Records excerpted from a collection:
◆ ◆ ◆ ◆

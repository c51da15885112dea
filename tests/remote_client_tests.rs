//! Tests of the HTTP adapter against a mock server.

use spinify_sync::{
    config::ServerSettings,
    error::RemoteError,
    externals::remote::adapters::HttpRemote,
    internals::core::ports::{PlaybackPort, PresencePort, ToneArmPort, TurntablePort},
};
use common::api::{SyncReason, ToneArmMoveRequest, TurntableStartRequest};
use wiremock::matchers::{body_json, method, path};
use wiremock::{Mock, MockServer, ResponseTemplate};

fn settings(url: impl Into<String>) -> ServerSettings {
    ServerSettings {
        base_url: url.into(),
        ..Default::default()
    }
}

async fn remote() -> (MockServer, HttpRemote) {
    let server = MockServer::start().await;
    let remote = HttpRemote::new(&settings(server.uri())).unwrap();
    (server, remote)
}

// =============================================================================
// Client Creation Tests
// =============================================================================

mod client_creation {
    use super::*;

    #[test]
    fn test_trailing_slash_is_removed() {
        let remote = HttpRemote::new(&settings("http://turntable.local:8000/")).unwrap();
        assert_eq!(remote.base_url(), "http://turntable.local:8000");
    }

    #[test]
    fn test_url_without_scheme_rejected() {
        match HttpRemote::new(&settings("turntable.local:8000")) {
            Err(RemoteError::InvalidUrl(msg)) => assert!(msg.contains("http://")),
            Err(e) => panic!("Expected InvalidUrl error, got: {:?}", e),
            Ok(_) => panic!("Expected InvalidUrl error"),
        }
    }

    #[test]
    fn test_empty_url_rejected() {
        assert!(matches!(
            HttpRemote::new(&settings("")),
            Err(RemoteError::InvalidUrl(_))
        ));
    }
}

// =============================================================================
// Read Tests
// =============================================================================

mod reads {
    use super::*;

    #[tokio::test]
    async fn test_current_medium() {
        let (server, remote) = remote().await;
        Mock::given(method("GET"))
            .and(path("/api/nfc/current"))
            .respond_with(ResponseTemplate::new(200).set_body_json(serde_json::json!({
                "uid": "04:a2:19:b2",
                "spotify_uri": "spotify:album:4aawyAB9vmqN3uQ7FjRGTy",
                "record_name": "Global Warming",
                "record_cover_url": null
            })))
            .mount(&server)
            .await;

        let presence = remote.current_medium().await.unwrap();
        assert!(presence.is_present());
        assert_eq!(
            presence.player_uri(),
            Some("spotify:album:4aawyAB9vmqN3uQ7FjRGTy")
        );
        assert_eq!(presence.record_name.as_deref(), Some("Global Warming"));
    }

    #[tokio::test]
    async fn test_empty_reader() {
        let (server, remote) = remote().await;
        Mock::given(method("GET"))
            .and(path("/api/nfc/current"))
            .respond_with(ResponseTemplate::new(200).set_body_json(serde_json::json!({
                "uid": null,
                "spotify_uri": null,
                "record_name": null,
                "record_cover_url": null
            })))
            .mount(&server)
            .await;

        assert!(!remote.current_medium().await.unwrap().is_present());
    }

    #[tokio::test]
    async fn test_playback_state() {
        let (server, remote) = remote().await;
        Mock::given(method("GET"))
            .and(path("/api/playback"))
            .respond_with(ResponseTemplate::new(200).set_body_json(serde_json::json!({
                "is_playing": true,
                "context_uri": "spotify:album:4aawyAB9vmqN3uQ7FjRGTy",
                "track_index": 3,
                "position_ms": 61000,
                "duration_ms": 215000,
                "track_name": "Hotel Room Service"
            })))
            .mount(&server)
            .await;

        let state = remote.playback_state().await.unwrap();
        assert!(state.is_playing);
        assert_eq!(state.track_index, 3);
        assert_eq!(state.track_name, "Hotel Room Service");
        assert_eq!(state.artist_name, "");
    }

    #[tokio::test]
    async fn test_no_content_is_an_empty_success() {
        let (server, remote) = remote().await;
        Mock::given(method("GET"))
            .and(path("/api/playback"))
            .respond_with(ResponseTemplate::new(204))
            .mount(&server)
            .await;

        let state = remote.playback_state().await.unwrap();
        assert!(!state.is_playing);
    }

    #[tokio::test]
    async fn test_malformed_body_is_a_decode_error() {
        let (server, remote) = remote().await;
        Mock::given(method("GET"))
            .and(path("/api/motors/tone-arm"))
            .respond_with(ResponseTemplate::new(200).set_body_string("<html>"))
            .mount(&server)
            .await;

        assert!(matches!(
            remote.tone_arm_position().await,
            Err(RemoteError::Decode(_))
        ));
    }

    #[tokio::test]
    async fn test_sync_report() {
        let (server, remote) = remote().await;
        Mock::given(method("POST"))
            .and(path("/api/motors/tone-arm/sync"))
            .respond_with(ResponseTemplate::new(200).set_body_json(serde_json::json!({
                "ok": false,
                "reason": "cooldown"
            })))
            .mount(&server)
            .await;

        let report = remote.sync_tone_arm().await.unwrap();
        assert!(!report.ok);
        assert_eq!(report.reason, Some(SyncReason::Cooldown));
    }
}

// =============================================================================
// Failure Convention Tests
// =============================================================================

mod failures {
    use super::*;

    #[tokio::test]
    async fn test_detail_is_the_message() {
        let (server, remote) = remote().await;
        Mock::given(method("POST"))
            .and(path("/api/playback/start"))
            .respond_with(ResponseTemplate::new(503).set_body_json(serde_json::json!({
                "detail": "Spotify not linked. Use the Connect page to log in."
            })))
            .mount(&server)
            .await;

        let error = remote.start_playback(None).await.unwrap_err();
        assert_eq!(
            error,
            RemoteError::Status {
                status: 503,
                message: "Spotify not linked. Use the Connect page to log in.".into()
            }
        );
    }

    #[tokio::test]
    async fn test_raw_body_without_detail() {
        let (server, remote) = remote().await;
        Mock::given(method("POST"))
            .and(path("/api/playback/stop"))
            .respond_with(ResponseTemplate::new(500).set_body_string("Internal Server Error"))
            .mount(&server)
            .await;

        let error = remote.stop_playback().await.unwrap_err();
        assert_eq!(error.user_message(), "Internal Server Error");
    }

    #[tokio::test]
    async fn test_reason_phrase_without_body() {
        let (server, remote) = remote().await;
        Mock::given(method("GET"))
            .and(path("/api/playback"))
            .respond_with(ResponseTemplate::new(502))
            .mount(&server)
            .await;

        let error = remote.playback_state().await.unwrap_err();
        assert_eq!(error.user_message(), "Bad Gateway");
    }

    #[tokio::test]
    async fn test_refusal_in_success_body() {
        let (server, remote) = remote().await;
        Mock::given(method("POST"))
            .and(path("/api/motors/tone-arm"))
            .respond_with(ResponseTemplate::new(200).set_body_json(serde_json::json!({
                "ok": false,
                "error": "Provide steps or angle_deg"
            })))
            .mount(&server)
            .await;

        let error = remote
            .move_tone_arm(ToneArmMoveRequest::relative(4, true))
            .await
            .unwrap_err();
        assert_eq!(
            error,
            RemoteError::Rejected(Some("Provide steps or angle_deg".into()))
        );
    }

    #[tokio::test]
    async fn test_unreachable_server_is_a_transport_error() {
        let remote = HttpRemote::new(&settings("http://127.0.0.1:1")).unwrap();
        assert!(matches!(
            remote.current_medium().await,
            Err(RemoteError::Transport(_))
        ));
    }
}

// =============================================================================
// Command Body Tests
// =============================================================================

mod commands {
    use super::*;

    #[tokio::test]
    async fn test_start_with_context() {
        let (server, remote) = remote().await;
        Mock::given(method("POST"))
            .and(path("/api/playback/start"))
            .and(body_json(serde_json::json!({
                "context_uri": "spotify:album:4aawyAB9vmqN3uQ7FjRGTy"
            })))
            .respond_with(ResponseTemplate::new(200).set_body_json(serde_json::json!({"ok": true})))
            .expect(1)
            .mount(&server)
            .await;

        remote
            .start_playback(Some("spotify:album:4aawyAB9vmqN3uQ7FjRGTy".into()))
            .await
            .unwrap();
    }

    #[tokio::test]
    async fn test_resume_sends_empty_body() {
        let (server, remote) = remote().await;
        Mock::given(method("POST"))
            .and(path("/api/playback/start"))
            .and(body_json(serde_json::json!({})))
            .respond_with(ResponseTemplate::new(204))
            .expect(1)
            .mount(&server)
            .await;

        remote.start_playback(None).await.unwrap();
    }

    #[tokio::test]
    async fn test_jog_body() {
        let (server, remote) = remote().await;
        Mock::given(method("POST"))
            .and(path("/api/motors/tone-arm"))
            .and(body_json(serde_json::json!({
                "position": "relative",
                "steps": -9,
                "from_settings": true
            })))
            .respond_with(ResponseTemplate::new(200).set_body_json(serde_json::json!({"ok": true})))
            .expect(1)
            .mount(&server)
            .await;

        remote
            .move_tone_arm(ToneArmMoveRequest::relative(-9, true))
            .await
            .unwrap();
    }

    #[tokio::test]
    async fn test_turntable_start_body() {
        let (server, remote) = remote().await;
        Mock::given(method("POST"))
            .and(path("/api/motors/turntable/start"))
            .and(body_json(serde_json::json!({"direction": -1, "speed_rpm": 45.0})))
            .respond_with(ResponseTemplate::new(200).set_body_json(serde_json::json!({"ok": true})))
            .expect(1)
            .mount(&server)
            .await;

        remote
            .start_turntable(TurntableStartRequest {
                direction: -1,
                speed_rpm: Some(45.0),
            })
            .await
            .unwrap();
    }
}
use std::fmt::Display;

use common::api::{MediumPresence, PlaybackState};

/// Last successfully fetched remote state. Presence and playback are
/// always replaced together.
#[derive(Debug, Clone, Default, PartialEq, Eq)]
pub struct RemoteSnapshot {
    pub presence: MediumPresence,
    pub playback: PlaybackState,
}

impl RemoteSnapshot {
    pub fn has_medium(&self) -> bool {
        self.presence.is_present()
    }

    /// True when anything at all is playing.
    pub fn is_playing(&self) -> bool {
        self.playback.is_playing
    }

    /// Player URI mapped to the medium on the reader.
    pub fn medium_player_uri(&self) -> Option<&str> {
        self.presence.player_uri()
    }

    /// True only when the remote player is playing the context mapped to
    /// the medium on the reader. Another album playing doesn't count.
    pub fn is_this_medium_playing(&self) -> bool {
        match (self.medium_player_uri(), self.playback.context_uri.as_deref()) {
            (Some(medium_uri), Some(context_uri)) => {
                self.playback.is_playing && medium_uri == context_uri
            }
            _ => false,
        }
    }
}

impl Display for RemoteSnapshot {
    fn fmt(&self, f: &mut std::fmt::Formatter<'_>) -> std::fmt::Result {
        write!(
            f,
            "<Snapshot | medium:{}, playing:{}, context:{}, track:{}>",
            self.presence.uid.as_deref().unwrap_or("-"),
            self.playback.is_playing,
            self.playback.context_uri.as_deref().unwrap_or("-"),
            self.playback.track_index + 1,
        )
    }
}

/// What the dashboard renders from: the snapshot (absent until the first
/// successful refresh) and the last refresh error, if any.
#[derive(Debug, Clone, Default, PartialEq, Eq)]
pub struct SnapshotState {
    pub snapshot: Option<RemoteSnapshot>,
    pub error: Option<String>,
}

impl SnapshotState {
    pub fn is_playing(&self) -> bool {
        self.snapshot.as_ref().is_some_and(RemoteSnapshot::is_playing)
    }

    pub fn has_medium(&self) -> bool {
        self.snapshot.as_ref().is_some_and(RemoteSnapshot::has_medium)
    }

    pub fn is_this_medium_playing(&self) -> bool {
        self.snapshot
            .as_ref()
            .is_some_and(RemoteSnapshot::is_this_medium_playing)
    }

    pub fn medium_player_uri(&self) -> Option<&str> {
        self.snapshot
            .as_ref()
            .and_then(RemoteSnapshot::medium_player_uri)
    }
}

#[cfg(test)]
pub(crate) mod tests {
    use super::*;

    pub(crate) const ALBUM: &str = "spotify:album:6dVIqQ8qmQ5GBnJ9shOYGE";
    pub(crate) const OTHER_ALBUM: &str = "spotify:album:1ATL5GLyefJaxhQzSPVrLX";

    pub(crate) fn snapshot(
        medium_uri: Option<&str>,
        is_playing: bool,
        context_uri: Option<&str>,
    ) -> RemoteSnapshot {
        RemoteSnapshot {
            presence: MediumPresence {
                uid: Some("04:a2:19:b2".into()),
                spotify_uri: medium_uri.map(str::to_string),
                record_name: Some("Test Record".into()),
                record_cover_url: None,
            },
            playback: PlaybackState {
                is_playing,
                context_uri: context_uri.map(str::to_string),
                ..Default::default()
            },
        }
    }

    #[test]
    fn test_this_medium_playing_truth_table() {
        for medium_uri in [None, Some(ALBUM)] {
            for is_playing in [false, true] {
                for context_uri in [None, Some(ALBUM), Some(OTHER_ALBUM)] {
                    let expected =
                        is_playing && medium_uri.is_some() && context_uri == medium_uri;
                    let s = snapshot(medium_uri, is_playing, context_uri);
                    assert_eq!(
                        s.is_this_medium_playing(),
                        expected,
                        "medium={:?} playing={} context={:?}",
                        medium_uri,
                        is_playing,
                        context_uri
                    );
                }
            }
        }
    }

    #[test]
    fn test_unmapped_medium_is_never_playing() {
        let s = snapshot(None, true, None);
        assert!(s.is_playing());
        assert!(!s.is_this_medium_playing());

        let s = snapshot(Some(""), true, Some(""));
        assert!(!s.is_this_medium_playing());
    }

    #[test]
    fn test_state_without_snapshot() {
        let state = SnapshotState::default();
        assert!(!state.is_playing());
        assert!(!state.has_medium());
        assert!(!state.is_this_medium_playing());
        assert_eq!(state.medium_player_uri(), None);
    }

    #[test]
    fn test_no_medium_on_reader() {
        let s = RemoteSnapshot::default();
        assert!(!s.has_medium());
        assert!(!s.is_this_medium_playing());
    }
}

◆ ◆ ◆ ◆

Above are the records; report how many of their lines hold the string "common", with no other words.

# Result of the exercise:
2